_WORK ORDER_. Scan the lines below and report each one containing "Plain" by copying it.

----- RECORD EXTRACTS -----

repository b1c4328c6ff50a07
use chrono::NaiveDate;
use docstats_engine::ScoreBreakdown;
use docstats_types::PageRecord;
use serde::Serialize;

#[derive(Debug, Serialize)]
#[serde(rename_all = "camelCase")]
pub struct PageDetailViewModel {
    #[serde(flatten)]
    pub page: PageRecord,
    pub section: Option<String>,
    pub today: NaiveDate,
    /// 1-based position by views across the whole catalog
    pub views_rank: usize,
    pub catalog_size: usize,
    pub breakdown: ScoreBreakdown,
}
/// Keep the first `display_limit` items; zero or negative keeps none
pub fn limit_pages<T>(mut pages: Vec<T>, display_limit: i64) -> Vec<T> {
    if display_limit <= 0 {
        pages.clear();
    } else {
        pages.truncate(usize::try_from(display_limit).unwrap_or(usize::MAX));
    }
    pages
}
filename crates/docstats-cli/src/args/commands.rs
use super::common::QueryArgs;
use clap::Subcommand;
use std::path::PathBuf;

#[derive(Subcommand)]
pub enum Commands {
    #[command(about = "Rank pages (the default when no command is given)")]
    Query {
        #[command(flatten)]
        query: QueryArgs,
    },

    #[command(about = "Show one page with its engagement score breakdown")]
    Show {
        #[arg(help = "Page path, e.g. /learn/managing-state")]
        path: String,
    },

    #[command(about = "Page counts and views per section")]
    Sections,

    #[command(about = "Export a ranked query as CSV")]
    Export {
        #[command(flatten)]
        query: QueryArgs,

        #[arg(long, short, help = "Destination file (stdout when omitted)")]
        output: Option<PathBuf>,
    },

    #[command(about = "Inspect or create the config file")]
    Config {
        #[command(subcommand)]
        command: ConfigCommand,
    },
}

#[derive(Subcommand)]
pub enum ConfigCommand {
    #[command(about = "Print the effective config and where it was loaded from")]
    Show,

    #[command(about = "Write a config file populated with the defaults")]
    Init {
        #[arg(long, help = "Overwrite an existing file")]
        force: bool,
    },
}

-----
----- RECORD EXTRACTS -----

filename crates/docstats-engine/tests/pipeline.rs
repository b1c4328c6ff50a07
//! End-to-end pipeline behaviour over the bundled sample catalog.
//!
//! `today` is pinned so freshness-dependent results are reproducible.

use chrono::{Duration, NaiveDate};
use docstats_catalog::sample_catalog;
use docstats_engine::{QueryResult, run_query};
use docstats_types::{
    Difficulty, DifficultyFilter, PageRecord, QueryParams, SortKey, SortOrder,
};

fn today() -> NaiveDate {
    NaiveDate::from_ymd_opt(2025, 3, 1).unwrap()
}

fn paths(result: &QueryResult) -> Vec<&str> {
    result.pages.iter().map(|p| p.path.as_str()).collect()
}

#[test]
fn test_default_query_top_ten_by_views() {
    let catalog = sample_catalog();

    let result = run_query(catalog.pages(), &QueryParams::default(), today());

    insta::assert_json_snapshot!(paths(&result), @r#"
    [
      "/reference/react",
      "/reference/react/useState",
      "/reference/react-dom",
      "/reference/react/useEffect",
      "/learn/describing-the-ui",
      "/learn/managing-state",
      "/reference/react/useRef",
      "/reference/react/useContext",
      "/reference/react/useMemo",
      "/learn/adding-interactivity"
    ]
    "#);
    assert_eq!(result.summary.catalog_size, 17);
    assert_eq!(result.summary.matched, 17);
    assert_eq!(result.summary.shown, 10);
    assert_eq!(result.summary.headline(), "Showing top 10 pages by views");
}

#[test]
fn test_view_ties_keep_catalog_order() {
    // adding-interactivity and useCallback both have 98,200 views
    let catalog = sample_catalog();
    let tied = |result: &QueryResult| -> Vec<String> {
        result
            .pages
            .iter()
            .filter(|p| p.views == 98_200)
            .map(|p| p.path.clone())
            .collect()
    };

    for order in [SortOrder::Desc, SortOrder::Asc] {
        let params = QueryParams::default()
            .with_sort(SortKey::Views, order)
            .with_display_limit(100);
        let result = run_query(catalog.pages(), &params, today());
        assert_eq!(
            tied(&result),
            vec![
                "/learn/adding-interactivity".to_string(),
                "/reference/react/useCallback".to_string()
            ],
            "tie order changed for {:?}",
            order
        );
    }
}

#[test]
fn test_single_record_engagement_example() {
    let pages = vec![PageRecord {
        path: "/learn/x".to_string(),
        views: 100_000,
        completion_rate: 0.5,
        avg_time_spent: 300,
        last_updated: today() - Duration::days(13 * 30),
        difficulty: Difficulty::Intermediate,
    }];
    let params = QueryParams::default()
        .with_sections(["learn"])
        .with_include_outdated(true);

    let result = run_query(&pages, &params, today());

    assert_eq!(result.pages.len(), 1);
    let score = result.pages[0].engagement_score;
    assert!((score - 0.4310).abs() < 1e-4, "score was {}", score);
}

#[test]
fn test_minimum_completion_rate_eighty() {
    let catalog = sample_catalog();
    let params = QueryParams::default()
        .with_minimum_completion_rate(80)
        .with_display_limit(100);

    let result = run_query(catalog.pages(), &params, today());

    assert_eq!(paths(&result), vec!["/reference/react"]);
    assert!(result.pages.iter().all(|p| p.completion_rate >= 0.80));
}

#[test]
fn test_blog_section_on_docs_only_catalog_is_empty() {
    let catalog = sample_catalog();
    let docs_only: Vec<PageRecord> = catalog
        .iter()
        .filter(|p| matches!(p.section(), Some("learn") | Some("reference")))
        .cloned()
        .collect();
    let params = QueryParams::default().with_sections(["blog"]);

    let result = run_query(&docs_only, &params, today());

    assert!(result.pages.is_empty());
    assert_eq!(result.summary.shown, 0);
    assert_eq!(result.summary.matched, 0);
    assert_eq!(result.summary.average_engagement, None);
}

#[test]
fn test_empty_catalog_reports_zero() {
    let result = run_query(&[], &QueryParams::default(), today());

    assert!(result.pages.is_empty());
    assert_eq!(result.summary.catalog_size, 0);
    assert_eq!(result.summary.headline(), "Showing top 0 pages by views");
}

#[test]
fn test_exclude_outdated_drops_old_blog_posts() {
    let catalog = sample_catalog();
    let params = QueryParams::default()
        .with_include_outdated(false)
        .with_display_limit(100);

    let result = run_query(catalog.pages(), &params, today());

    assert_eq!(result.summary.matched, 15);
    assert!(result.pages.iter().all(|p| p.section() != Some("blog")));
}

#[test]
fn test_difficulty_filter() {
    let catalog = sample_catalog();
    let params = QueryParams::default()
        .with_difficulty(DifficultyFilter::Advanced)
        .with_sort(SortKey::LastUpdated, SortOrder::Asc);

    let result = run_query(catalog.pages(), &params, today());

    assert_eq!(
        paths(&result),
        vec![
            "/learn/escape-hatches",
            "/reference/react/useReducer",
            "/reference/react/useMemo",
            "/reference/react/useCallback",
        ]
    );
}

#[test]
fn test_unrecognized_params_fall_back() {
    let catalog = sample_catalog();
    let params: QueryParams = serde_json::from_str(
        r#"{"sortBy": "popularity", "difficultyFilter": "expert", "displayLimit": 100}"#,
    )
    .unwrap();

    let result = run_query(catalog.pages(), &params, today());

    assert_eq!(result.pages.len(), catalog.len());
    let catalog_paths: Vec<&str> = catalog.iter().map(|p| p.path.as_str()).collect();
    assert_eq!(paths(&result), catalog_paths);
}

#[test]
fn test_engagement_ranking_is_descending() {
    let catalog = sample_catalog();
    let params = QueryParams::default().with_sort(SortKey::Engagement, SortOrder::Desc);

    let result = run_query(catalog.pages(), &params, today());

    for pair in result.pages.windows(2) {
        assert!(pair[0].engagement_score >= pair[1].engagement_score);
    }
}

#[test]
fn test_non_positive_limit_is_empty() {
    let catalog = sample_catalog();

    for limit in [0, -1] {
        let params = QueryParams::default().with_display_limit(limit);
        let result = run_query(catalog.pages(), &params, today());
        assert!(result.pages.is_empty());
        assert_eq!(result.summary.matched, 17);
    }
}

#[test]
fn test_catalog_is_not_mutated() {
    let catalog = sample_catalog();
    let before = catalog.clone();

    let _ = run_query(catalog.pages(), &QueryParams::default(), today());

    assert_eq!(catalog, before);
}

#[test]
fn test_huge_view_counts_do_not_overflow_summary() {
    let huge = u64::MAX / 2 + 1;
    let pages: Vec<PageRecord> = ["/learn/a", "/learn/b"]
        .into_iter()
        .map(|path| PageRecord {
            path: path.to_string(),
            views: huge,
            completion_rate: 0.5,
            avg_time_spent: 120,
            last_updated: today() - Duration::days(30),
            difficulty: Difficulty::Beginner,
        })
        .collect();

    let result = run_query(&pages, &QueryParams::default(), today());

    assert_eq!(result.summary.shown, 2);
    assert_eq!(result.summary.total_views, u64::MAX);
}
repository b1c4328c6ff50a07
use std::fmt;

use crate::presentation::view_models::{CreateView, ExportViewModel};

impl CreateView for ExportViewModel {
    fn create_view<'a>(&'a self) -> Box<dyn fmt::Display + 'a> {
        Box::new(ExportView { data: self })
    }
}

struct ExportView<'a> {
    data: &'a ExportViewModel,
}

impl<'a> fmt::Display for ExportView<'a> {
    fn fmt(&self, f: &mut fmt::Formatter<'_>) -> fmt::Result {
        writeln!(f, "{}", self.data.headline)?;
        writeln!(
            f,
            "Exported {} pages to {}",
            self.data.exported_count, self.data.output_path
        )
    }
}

-----
----- RECORD EXTRACTS -----

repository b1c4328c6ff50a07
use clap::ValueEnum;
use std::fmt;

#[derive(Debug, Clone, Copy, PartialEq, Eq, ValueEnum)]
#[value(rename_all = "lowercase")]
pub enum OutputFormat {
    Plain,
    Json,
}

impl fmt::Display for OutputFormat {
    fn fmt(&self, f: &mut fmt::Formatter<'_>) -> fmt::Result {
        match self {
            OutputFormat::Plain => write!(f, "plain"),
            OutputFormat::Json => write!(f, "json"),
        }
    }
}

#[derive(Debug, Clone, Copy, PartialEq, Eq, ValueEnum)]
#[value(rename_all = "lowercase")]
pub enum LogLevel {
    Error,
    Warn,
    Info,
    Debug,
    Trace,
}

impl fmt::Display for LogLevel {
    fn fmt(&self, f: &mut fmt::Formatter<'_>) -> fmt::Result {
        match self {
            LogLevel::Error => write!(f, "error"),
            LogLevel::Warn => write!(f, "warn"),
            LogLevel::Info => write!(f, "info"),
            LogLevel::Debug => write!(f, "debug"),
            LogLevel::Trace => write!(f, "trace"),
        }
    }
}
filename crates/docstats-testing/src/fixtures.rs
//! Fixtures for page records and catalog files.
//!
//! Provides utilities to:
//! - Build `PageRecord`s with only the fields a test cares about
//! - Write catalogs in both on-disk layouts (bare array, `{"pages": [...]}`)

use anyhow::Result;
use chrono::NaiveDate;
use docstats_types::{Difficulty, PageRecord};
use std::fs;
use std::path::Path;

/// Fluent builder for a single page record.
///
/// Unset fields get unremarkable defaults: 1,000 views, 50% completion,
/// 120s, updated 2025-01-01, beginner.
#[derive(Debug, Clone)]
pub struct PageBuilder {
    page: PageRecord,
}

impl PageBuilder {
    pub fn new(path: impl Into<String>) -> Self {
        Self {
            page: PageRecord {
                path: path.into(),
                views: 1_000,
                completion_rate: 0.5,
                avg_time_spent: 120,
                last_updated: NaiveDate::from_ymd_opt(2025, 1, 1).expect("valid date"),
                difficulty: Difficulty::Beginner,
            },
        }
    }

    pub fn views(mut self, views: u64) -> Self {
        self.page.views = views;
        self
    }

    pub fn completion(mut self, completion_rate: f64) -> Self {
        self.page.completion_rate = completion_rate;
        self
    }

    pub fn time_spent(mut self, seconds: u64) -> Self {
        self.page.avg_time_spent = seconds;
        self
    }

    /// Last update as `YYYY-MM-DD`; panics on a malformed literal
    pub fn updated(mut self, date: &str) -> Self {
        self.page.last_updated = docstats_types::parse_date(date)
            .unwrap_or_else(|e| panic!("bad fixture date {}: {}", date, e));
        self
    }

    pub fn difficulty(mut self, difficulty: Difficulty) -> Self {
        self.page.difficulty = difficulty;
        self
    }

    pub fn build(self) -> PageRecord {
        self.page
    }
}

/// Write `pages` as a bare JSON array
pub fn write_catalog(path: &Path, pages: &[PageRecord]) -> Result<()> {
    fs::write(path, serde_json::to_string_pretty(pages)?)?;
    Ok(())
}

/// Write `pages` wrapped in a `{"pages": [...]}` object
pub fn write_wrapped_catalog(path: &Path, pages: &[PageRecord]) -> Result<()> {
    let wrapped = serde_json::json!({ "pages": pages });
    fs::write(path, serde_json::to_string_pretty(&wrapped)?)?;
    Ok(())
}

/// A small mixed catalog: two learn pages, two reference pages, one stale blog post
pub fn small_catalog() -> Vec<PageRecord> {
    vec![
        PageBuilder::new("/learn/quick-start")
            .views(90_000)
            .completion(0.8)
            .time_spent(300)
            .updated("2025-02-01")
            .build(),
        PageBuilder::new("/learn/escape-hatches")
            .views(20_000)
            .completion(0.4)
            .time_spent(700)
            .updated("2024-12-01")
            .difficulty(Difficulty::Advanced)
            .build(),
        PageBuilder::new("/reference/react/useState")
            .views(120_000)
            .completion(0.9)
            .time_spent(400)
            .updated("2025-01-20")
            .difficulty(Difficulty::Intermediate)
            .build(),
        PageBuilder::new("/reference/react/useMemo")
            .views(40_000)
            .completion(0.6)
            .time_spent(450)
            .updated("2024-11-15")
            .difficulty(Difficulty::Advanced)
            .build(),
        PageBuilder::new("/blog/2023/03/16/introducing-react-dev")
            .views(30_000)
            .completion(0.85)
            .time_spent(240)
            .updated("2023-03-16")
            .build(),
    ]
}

-----

_ANSWER FOR THIS EXERCISE_.
    Plain,
            OutputFormat::Plain => write!(f, "plain"),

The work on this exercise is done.